Contingency Insurance Loopholes – Many brokers protect themselves with contingency insurance, which means that in the event that a carrier’s insurance does not cover a cargo claim, due to unforeseen circumstances like a policy exclusion (i.e. non-scheduled equipment on a scheduled auto policy), the broker can file a claim with their contingency insurance provider. However, there is a difference between insurance coverage and liability.  Many contingency insurance policies will only cover a broker’s contingency claim to the extent that they are liable; and in the absence of a contract between the shipper and the broker which imposes liability on the broker, there is no liability to the broker under the federal statute known as the Carmack Amendment. In a nutshell: No shipper-broker contract = no broker liability = no broker contingent insurance coverage. From an insurance standpoint, this all makes sense. Why would an insurance company pay for a claim that their client is not legally responsible for? From the shipper’s standpoint, they tendered the load to a broker, who chose a carrier who failed to secure insurance coverage. The carrier’s insurance denies the claim, then the broker’s insurance denies the claim. Sure, technically the carrier still holds liability, but if they are the type of carrier who cuts corners to save a few dollars on their insurance policy, chances are they don’t have any money to pay the claim out-of-pocket. This puts the broker in a tough spot. They must decide to make a business decision to settle a claim with the shipper out-of-pocket, or lose them as a customer forever.

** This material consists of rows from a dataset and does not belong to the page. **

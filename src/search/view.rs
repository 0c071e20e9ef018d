//! Rendering interface between the matcher and whatever shows its results.

/// One line of the result panel.
#[derive(Debug, Clone, PartialEq, Eq)]
pub enum ResultEntry {
    Link { href: String, title: String, description: String },
    /// Shown alone when nothing matched.
    Placeholder { text: String },
}

impl ResultEntry {
    /// List item markup for this entry, with text escaped.
    #[must_use]
    pub fn to_html(&self) -> String {
        match self {
            Self::Link { href, title, description } => format!(
                "<li><a href=\"{}\"><strong>{}</strong> <small>{}</small></a></li>",
                escape_html(href),
                escape_html(title),
                escape_html(description)
            ),
            Self::Placeholder { text } => {
                format!("<li role=\"status\">{}</li>", escape_html(text))
            }
        }
    }
}

/// Markup of a whole result list.
#[must_use]
pub fn render_list(entries: &[ResultEntry]) -> String {
    if entries.is_empty() {
        return String::new();
    }
    let mut html = String::from("<ul>");
    for entry in entries {
        html.push_str(&entry.to_html());
    }
    html.push_str("</ul>");
    html
}

/// Escapes text for use in element content and attribute values.
fn escape_html(text: &str) -> String {
    let mut escaped = String::with_capacity(text.len());
    for c in text.chars() {
        match c {
            '&' => escaped.push_str("&amp;"),
            '<' => escaped.push_str("&lt;"),
            '>' => escaped.push_str("&gt;"),
            '"' => escaped.push_str("&quot;"),
            '\'' => escaped.push_str("&#39;"),
            _ => escaped.push(c),
        }
    }
    escaped
}

/// Surface the matcher renders into.
pub trait ResultsView {
    /// Links the input to the result container and starts collapsed.
    fn bind(&mut self) {}

    /// Replaces the visible entries and marks the panel expanded.
    fn show(&mut self, entries: Vec<ResultEntry>);

    /// Clears the entries and marks the panel collapsed.
    fn close(&mut self);
}
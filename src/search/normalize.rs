//! Text normalization shared by queries and indexed records.

use unicode_normalization::UnicodeNormalization;
use unicode_normalization::char::is_combining_mark;

/// Lowercases `text` and strips diacritical marks.
///
/// Lowercasing runs first because some uppercase letters lowercase to a base
/// letter plus a combining mark (`İ` → `i̇`); stripping afterwards keeps the
/// function idempotent.
///
/// ```
/// use bilingual_site::search::normalize;
///
/// assert_eq!(normalize("Música"), "musica");
/// assert_eq!(normalize("musica"), "musica");
/// ```
#[must_use]
pub fn normalize(text: &str) -> String {
    text.to_lowercase().nfd().filter(|c| !is_combining_mark(*c)).collect()
}

/// Splits an already normalized query into terms on runs of whitespace.
#[must_use]
pub fn tokenize(normalized: &str) -> Vec<&str> {
    normalized.split_whitespace().collect()
}

/// A query after trimming and normalization.
#[derive(Debug, Clone, PartialEq, Eq)]
pub struct NormalizedQuery {
    /// Trimmed, normalized text.
    text: String,
}

impl NormalizedQuery {
    #[must_use]
    pub fn new(raw: &str) -> Self {
        Self { text: normalize(raw.trim()) }
    }

    #[must_use]
    pub fn as_str(&self) -> &str {
        &self.text
    }

    /// Length in characters, which is what the minimum query length counts.
    #[must_use]
    pub fn len(&self) -> usize {
        self.text.chars().count()
    }

    #[must_use]
    pub fn is_empty(&self) -> bool {
        self.text.is_empty()
    }

    #[must_use]
    pub fn is_searchable(&self, min_length: usize) -> bool {
        self.len() >= min_length
    }

    #[must_use]
    pub fn terms(&self) -> Vec<&str> {
        tokenize(&self.text)
    }
}
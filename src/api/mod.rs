/// HTTP handlers
pub mod account;
pub mod home;
pub mod issues;
pub mod middleware;
pub mod photos;
pub mod resolver;
pub mod superadmin;
pub mod users;

use crate::context::AppContext;
use axum::Router;

/// Build API routes
pub fn routes(ctx: &AppContext) -> Router<AppContext> {
    Router::new()
        .merge(home::routes())
        .merge(account::routes())
        .merge(issues::routes(ctx))
        .merge(superadmin::routes())
        .merge(resolver::routes())
        .merge(users::routes())
        .merge(photos::routes())
}
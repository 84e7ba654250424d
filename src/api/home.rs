/// Public landing page
use crate::{
    auth::OptionalAuthContext,
    context::AppContext,
    error::CivicResult,
    issues::IssueFilter,
};
use axum::{extract::State, routing::get, Json, Router};
use serde_json::{json, Value};

const RECENT_ISSUES: i64 = 3;

pub fn routes() -> Router<AppContext> {
    Router::new().route("/", get(home))
}

/// Site-wide counters and the latest issues
async fn home(
    State(ctx): State<AppContext>,
    caller: OptionalAuthContext,
) -> CivicResult<Json<Value>> {
    let stats = ctx.reports.home_stats().await?;
    let recent_issues = ctx
        .issues
        .list(&IssueFilter::all().limit(RECENT_ISSUES), caller.user_id())
        .await?;

    Ok(Json(json!({
        "total_issues": stats.total_issues,
        "resolved_issues": stats.resolved_issues,
        "active_users": stats.active_users,
        "total_departments": stats.total_departments,
        "recent_issues": recent_issues,
    })))
}
/// CivicFix server binary
use anyhow::Context;
use civicfix::{jobs::JobScheduler, server, AppContext, ServerConfig};
use std::sync::Arc;
use tracing_subscriber::{layer::SubscriberExt, util::SubscriberInitExt};

#[tokio::main]
async fn main() -> anyhow::Result<()> {
    // Initialize logging
    tracing_subscriber::registry()
        .with(
            tracing_subscriber::EnvFilter::try_from_default_env()
                .unwrap_or_else(|_| "civicfix=debug,tower_http=debug".into()),
        )
        .with(tracing_subscriber::fmt::layer())
        .init();

    print_banner();

    let config = ServerConfig::from_env().context("failed to load configuration")?;

    let ctx = AppContext::new(config)
        .await
        .context("failed to initialize application context")?;

    ctx.account_manager
        .ensure_superuser(&ctx.config.bootstrap)
        .await
        .context("failed to bootstrap superuser")?;

    // Start background jobs
    let scheduler = Arc::new(JobScheduler::new(Arc::new(ctx.clone())));
    scheduler.start();

    server::serve(ctx).await?;

    Ok(())
}

fn print_banner() {
    println!(
        r#"
   _____ _       _      ______ _
  / ____(_)     (_)    |  ____(_)
 | |     ___   ___  ___| |__   ___  __
 | |    | \ \ / / |/ __|  __| | \ \/ /
 | |____| |\ V /| | (__| |    | |>  <
  \_____|_| \_/ |_|\___|_|    |_/_/\_\

        Municipal issue reporting v{}
        "#,
        env!("CARGO_PKG_VERSION")
    );
}
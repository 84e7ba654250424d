/// Argon2id password hashing
use crate::error::{CivicError, CivicResult};
use argon2::{
    password_hash::{rand_core::OsRng, PasswordHash, PasswordHasher, PasswordVerifier, SaltString},
    Argon2,
};

/// Hash a password into a PHC string
pub fn hash_password(password: &str) -> CivicResult<String> {
    let salt = SaltString::generate(&mut OsRng);

    Argon2::default()
        .hash_password(password.as_bytes(), &salt)
        .map(|hash| hash.to_string())
        .map_err(|e| CivicError::Internal(format!("Password hashing failed: {}", e)))
}

/// Check a password against a stored PHC string
pub fn verify_password(password: &str, password_hash: &str) -> CivicResult<bool> {
    let parsed = PasswordHash::new(password_hash)
        .map_err(|e| CivicError::Internal(format!("Stored password hash is malformed: {}", e)))?;

    Ok(Argon2::default()
        .verify_password(password.as_bytes(), &parsed)
        .is_ok())
}
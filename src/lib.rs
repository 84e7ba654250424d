/// CivicFix - municipal issue reporting
///
/// Citizens report civic issues with photos and locations, vote and comment
/// on them; departments triage and resolve them; a superadmin manages
/// departments, users and bans.

pub mod account;
pub mod api;
pub mod auth;
pub mod comments;
pub mod config;
pub mod context;
pub mod db;
pub mod departments;
pub mod error;
pub mod issues;
pub mod jobs;
pub mod metrics;
pub mod moderation;
pub mod photos;
pub mod rate_limit;
pub mod reports;
pub mod server;
pub mod votes;

pub use config::ServerConfig;
pub use context::AppContext;
pub use error::{CivicError, CivicResult};
/// Application context and dependency injection
use crate::{
    account::AccountManager,
    comments::CommentThread,
    config::ServerConfig,
    db,
    departments::DepartmentRegistry,
    error::{CivicError, CivicResult},
    issues::IssueTracker,
    moderation::{AuditLog, BanManager},
    photos::PhotoStore,
    rate_limit::{RateLimitQuotas, RateLimiter},
    reports::Reports,
    votes::VoteLedger,
};
use sqlx::SqlitePool;
use std::sync::Arc;

/// Application context holding all shared services
#[derive(Clone)]
pub struct AppContext {
    pub config: Arc<ServerConfig>,
    pub db: SqlitePool,
    pub account_manager: Arc<AccountManager>,
    pub bans: BanManager,
    pub audit: AuditLog,
    pub departments: DepartmentRegistry,
    pub issues: IssueTracker,
    pub votes: VoteLedger,
    pub comments: CommentThread,
    pub reports: Reports,
    pub photos: PhotoStore,
    pub rate_limiter: Arc<RateLimiter>,
}

impl AppContext {
    /// Create a new application context from configuration
    pub async fn new(config: ServerConfig) -> CivicResult<Self> {
        config.validate()?;

        Self::ensure_directories(&config).await?;

        let db = db::create_pool(&config.storage.database, db::DatabaseOptions::default()).await?;
        db::run_migrations(&db).await?;
        db::test_connection(&db).await?;

        Ok(Self::with_pool(config, db))
    }

    /// Wire services around an already-migrated pool
    pub fn with_pool(config: ServerConfig, db: SqlitePool) -> Self {
        let config = Arc::new(config);

        let account_manager = Arc::new(AccountManager::new(db.clone(), Arc::clone(&config)));
        let photos = PhotoStore::disk(
            config.storage.photo_directory.clone(),
            config.service.photo_upload_limit,
        );
        let rate_limiter = Arc::new(RateLimiter::new(
            RateLimitQuotas::default(),
            config.rate_limit.enabled,
        ));

        Self {
            account_manager,
            bans: BanManager::new(db.clone()),
            audit: AuditLog::new(db.clone()),
            departments: DepartmentRegistry::new(db.clone()),
            issues: IssueTracker::new(db.clone()),
            votes: VoteLedger::new(db.clone()),
            comments: CommentThread::new(db.clone()),
            reports: Reports::new(db.clone()),
            photos,
            rate_limiter,
            config,
            db,
        }
    }

    /// Ensure required directories exist
    async fn ensure_directories(config: &ServerConfig) -> CivicResult<()> {
        for dir in [&config.storage.data_directory, &config.storage.photo_directory] {
            if !dir.exists() {
                tokio::fs::create_dir_all(dir).await.map_err(|e| {
                    CivicError::Internal(format!("Failed to create directory {:?}: {}", dir, e))
                })?;
            }
        }

        Ok(())
    }

    /// Get service URL
    pub fn service_url(&self) -> String {
        format!(
            "http://{}:{}",
            self.config.service.hostname, self.config.service.port
        )
    }
}
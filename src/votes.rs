/// Voting ledger: one vote per user per issue, toggled on and off
use crate::error::{CivicError, CivicResult};
use chrono::Utc;
use serde::{Deserialize, Serialize};
use sqlx::SqlitePool;

/// Result of a toggle
#[derive(Debug, Clone, Copy, PartialEq, Eq, Serialize, Deserialize)]
pub struct VoteOutcome {
    pub voted: bool,
    pub vote_count: i64,
}

/// Voting ledger
#[derive(Clone)]
pub struct VoteLedger {
    db: SqlitePool,
}

impl VoteLedger {
    pub fn new(db: SqlitePool) -> Self {
        Self { db }
    }

    /// Toggle `user_id`'s vote on `issue_id`
    ///
    /// Insert-or-ignore first; when nothing was inserted the vote already
    /// existed and is removed instead. The unique pair constraint keeps
    /// concurrent toggles from duplicating rows.
    pub async fn toggle(&self, user_id: i64, issue_id: i64) -> CivicResult<VoteOutcome> {
        let issue_exists: Option<i64> = sqlx::query_scalar("SELECT id FROM issue WHERE id = ?1")
            .bind(issue_id)
            .fetch_optional(&self.db)
            .await?;
        if issue_exists.is_none() {
            return Err(CivicError::NotFound("Issue not found".to_string()));
        }

        let inserted = sqlx::query(
            "INSERT OR IGNORE INTO vote (user_id, issue_id, created_at) VALUES (?1, ?2, ?3)",
        )
        .bind(user_id)
        .bind(issue_id)
        .bind(Utc::now())
        .execute(&self.db)
        .await?
        .rows_affected();

        let voted = if inserted > 0 {
            true
        } else {
            sqlx::query("DELETE FROM vote WHERE user_id = ?1 AND issue_id = ?2")
                .bind(user_id)
                .bind(issue_id)
                .execute(&self.db)
                .await?;
            false
        };

        let vote_count = self.count(issue_id).await?;
        tracing::debug!(user_id, issue_id, voted, vote_count, "Vote toggled");

        Ok(VoteOutcome { voted, vote_count })
    }

    /// Number of votes on an issue
    pub async fn count(&self, issue_id: i64) -> CivicResult<i64> {
        let count = sqlx::query_scalar::<_, i64>("SELECT COUNT(*) FROM vote WHERE issue_id = ?1")
            .bind(issue_id)
            .fetch_one(&self.db)
            .await?;

        Ok(count)
    }
}
/// Issue tracker
///
/// Citizen-reported issues with a status lifecycle:
/// reported -> acknowledged (on department assignment) -> in_progress -> resolved.
mod tracker;

pub use tracker::IssueTracker;

use crate::db::models::{Issue, IssueStatus};
use chrono::{DateTime, Utc};
use serde::{Deserialize, Serialize};

/// Maximum title length
pub const MAX_TITLE_LEN: usize = 200;
/// Maximum location length
pub const MAX_LOCATION_LEN: usize = 200;

/// Issue submitted by a citizen
#[derive(Debug, Clone, Default, Serialize, Deserialize)]
pub struct NewIssue {
    pub title: String,
    pub description: String,
    #[serde(default)]
    pub location: String,
    pub latitude: Option<f64>,
    pub longitude: Option<f64>,
    /// Photo storage key
    pub photo: Option<String>,
}

/// Listing filter
#[derive(Debug, Clone, Default)]
pub struct IssueFilter {
    pub status: Option<IssueStatus>,
    pub reporter_id: Option<i64>,
    /// Restrict to these departments; an empty list matches nothing
    pub department_ids: Option<Vec<i64>>,
    pub limit: Option<i64>,
}

impl IssueFilter {
    pub fn all() -> Self {
        Self::default()
    }

    pub fn with_status(mut self, status: Option<IssueStatus>) -> Self {
        self.status = status;
        self
    }

    pub fn reported_by(mut self, reporter_id: i64) -> Self {
        self.reporter_id = Some(reporter_id);
        self
    }

    pub fn in_departments(mut self, department_ids: Vec<i64>) -> Self {
        self.department_ids = Some(department_ids);
        self
    }

    pub fn limit(mut self, limit: i64) -> Self {
        self.limit = Some(limit);
        self
    }
}

/// Outcome of a resolver status update
#[derive(Debug, Clone)]
pub enum StatusChange {
    Applied(Issue),
    /// Target was not a status a resolver may set; nothing changed
    Ignored,
}

/// Result of deleting an issue as fake
#[derive(Debug, Clone, Serialize)]
pub struct FakeIssueRemoval {
    pub issue: Issue,
    pub reporter_username: String,
    pub banned_until: DateTime<Utc>,
}
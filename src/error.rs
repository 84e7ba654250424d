/// Unified error types for CivicFix
use axum::{
    http::StatusCode,
    response::{IntoResponse, Response},
    Json,
};
use serde::{Deserialize, Serialize};
use thiserror::Error;

/// Main error type for the service
#[derive(Error, Debug)]
pub enum CivicError {
    /// Database errors
    #[error("Database error: {0}")]
    Database(#[from] sqlx::Error),

    /// Authentication errors (missing or invalid session, bad credentials)
    #[error("Authentication failed: {0}")]
    Authentication(String),

    /// Authorization errors (role or membership denied)
    #[error("Not authorized: {0}")]
    Authorization(String),

    /// Validation errors
    #[error("Validation error: {0}")]
    Validation(String),

    /// Photo storage errors
    #[error("Photo storage error: {0}")]
    PhotoStorage(String),

    /// Rate limiting errors
    #[error("Rate limit exceeded")]
    RateLimitExceeded { retry_after: std::time::Duration },

    /// Not found errors
    #[error("Not found: {0}")]
    NotFound(String),

    /// Conflict errors (e.g., duplicate username)
    #[error("Conflict: {0}")]
    Conflict(String),

    /// Internal server errors
    #[error("Internal error: {0}")]
    Internal(String),

    /// IO errors
    #[error("IO error: {0}")]
    Io(#[from] std::io::Error),

    /// JWT errors
    #[error("JWT error: {0}")]
    Jwt(String),

    /// Account banned
    #[error("{0}")]
    AccountBanned(String),
}

impl CivicError {
    /// Map a unique-constraint violation to `Conflict`, leave everything else untouched
    pub fn conflict_on_unique(err: sqlx::Error, message: impl Into<String>) -> Self {
        match &err {
            sqlx::Error::Database(db) if db.is_unique_violation() => {
                CivicError::Conflict(message.into())
            }
            _ => CivicError::Database(err),
        }
    }
}

/// Error response body
#[derive(Debug, Serialize, Deserialize)]
pub struct ErrorResponse {
    pub error: String,
    pub message: String,
}

/// Convert CivicError to HTTP response
impl IntoResponse for CivicError {
    fn into_response(self) -> Response {
        let (status, error_code, message) = match self {
            CivicError::Authentication(_) => (
                StatusCode::UNAUTHORIZED,
                "AuthenticationRequired",
                self.to_string(),
            ),
            CivicError::Authorization(_) => {
                (StatusCode::FORBIDDEN, "Forbidden", self.to_string())
            }
            CivicError::Validation(_) => {
                (StatusCode::BAD_REQUEST, "InvalidRequest", self.to_string())
            }
            CivicError::NotFound(_) => (StatusCode::NOT_FOUND, "NotFound", self.to_string()),
            CivicError::Conflict(_) => (StatusCode::CONFLICT, "Conflict", self.to_string()),
            CivicError::RateLimitExceeded { .. } => (
                StatusCode::TOO_MANY_REQUESTS,
                "RateLimitExceeded",
                "Rate limit exceeded".to_string(),
            ),
            CivicError::AccountBanned(_) => {
                (StatusCode::FORBIDDEN, "AccountBanned", self.to_string())
            }
            CivicError::PhotoStorage(_)
            | CivicError::Database(_)
            | CivicError::Internal(_)
            | CivicError::Io(_)
            | CivicError::Jwt(_) => {
                tracing::error!("Request failed: {}", self);
                (
                    StatusCode::INTERNAL_SERVER_ERROR,
                    "InternalServerError",
                    "Internal server error".to_string(), // Don't leak details
                )
            }
        };

        let body = Json(ErrorResponse {
            error: error_code.to_string(),
            message,
        });

        (status, body).into_response()
    }
}

/// Result type alias for CivicFix operations
pub type CivicResult<T> = Result<T, CivicError>;
/// Request rate limiting
use crate::{auth::session_token, context::AppContext, error::CivicError};
use axum::{
    extract::{Request, State},
    middleware::Next,
    response::{IntoResponse, Response},
};
use governor::{
    clock::DefaultClock,
    state::{InMemoryState, NotKeyed},
    Quota, RateLimiter as GovernorLimiter,
};
use std::{num::NonZeroU32, sync::Arc, time::Duration};

/// Rate limiter quotas
#[derive(Debug, Clone)]
pub struct RateLimitQuotas {
    /// Requests per second carrying a session token
    pub authenticated_rps: u32,
    /// Requests per second without a session
    pub anonymous_rps: u32,
    /// Requests per second on superadmin routes
    pub admin_rps: u32,
    pub burst_size: u32,
}

impl Default for RateLimitQuotas {
    fn default() -> Self {
        Self {
            authenticated_rps: 100,
            anonymous_rps: 10,
            admin_rps: 500,
            burst_size: 50,
        }
    }
}

/// Request tier, chosen from the path and whether a session token is present
#[derive(Debug, Clone, Copy, PartialEq, Eq)]
pub enum Tier {
    Anonymous,
    Authenticated,
    Admin,
}

impl Tier {
    pub fn classify(path: &str, has_session: bool) -> Self {
        match (has_session, path.starts_with("/superadmin/")) {
            (false, _) => Tier::Anonymous,
            (true, true) => Tier::Admin,
            (true, false) => Tier::Authenticated,
        }
    }
}

type DirectLimiter = GovernorLimiter<NotKeyed, InMemoryState, DefaultClock>;

/// Rate limiter with one bucket per tier
#[derive(Clone)]
pub struct RateLimiter {
    enabled: bool,
    authenticated: Arc<DirectLimiter>,
    anonymous: Arc<DirectLimiter>,
    admin: Arc<DirectLimiter>,
}

fn quota(rps: u32, burst: u32) -> Quota {
    Quota::per_second(NonZeroU32::new(rps).unwrap_or(NonZeroU32::MIN))
        .allow_burst(NonZeroU32::new(burst).unwrap_or(NonZeroU32::MIN))
}

impl RateLimiter {
    pub fn new(quotas: RateLimitQuotas, enabled: bool) -> Self {
        Self {
            enabled,
            authenticated: Arc::new(GovernorLimiter::direct(quota(
                quotas.authenticated_rps,
                quotas.burst_size,
            ))),
            anonymous: Arc::new(GovernorLimiter::direct(quota(
                quotas.anonymous_rps,
                quotas.burst_size / 5,
            ))),
            admin: Arc::new(GovernorLimiter::direct(quota(
                quotas.admin_rps,
                quotas.burst_size * 2,
            ))),
        }
    }

    pub fn is_enabled(&self) -> bool {
        self.enabled
    }

    /// Take one request from the tier's bucket
    pub fn check(&self, tier: Tier) -> Result<(), CivicError> {
        if !self.enabled {
            return Ok(());
        }

        let limiter = match tier {
            Tier::Anonymous => &self.anonymous,
            Tier::Authenticated => &self.authenticated,
            Tier::Admin => &self.admin,
        };

        limiter.check().map_err(|_| CivicError::RateLimitExceeded {
            retry_after: Duration::from_secs(1),
        })
    }
}

/// Rate limiting middleware
pub async fn rate_limit_middleware(
    State(ctx): State<AppContext>,
    request: Request,
    next: Next,
) -> Response {
    let tier = Tier::classify(
        request.uri().path(),
        session_token(request.headers()).is_some(),
    );

    match ctx.rate_limiter.check(tier) {
        Ok(()) => next.run(request).await,
        Err(e) => {
            tracing::warn!(?tier, path = %request.uri().path(), "Rate limit exceeded");
            e.into_response()
        }
    }
}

Self-Insurance – More and more, transportation companies combat unforeseen claim losses by setting up self-insurance policies; setting money aside for “the next big one.” As we navigate what appears to be a cargo claim minefield, the best thing we can do to avoid huge losses is to set up those self-insurance policies, get involved with trade organizations, follow the news and try to educate ourselves on these hidden exclusions and increased risks.